[Work request]
What lines below contain the word "Aborted"? Please pull each one out.

[Material for this task]

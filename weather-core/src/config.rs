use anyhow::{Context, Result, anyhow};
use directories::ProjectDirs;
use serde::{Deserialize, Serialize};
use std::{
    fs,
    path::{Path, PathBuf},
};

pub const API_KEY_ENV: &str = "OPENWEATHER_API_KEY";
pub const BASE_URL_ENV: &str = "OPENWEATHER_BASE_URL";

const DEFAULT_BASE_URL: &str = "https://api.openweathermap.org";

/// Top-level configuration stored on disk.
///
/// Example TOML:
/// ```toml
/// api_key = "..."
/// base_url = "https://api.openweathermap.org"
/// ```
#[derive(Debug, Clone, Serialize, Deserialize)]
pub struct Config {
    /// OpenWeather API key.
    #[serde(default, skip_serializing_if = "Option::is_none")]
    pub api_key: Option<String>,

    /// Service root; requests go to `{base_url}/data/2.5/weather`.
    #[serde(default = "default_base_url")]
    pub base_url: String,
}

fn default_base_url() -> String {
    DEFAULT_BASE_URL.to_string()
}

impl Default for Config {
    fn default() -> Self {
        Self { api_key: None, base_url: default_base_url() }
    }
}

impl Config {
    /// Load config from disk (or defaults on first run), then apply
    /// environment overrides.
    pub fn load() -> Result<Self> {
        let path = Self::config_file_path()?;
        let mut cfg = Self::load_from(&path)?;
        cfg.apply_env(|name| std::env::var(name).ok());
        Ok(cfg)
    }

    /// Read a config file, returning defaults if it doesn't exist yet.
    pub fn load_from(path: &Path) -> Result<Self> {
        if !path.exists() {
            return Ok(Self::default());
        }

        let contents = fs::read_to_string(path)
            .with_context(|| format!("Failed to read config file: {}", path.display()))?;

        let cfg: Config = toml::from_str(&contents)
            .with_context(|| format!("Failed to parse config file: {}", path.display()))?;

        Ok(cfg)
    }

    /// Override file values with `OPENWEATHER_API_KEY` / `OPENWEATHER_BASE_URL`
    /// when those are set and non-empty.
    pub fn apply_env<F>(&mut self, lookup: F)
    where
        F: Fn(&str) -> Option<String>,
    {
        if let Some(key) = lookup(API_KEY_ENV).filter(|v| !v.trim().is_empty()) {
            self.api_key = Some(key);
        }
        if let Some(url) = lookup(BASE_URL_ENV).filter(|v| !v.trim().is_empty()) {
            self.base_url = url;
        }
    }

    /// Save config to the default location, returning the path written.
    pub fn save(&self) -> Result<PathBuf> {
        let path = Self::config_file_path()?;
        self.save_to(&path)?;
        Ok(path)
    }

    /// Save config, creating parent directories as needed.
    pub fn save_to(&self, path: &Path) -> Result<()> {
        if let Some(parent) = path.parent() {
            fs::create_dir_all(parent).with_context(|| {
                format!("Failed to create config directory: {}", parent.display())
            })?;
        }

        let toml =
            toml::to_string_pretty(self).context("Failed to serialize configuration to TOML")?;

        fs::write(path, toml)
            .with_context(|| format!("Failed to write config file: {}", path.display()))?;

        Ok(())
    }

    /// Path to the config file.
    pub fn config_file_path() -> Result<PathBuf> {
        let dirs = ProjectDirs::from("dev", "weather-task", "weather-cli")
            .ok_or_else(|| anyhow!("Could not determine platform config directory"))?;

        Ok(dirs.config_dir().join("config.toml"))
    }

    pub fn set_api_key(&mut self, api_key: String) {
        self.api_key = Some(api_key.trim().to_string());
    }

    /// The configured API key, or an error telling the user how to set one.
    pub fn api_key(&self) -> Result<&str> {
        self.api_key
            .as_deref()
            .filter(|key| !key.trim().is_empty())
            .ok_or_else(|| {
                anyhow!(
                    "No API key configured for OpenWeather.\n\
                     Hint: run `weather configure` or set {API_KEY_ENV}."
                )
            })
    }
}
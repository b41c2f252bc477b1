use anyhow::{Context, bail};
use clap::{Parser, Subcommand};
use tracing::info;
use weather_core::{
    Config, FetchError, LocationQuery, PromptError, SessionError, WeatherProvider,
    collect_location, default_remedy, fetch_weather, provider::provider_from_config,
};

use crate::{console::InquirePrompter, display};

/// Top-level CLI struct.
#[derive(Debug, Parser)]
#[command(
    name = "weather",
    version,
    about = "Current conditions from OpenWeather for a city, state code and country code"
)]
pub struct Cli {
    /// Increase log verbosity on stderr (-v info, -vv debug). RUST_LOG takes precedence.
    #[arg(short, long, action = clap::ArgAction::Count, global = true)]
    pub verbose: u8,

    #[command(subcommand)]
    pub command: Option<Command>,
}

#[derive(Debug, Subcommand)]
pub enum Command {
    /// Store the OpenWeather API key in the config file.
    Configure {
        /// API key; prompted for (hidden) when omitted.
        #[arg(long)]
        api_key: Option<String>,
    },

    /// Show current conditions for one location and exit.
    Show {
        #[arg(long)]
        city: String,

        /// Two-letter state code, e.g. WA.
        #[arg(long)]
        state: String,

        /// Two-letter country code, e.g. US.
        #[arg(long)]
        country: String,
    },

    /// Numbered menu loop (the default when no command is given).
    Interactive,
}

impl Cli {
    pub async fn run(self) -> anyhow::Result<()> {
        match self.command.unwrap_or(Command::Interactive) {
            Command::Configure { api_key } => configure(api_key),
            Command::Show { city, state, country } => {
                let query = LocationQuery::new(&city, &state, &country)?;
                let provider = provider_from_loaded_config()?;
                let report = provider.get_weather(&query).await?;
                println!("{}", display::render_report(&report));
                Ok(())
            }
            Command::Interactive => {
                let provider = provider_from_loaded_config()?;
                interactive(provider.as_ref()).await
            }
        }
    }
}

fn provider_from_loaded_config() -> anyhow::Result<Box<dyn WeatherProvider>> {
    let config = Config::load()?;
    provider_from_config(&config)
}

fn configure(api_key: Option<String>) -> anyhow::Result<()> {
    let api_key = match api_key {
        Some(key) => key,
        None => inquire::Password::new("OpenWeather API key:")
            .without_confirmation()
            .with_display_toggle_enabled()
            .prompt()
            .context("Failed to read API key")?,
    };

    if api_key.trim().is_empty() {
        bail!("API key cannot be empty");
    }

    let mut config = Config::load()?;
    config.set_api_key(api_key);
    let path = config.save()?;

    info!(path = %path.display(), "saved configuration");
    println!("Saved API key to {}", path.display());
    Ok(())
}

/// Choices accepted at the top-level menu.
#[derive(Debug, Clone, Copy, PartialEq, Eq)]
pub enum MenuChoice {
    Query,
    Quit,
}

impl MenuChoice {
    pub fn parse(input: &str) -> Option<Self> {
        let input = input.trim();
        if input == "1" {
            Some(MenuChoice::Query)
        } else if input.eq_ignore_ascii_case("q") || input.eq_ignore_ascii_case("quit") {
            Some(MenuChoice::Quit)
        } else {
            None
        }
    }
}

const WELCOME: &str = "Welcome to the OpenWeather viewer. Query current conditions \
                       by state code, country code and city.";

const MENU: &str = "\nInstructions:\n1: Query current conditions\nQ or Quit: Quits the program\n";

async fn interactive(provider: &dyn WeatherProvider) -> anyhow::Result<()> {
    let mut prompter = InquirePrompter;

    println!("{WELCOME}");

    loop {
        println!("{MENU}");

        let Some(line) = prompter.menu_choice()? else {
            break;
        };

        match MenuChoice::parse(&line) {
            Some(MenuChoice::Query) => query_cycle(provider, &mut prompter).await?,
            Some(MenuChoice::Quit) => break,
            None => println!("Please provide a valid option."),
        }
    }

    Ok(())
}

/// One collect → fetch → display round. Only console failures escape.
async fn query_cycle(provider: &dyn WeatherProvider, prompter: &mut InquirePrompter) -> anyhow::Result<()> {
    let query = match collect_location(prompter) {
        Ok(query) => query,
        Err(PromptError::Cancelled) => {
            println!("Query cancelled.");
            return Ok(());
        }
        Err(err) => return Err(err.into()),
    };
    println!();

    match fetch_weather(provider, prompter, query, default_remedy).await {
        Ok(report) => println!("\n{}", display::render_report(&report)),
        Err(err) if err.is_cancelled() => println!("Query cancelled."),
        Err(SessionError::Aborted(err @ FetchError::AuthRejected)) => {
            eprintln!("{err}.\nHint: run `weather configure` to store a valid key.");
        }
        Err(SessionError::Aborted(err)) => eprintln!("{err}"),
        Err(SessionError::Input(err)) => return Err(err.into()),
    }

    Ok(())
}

[Answer box]
        Err(SessionError::Aborted(err @ FetchError::AuthRejected)) => {
        Err(SessionError::Aborted(err)) => eprintln!("{err}"),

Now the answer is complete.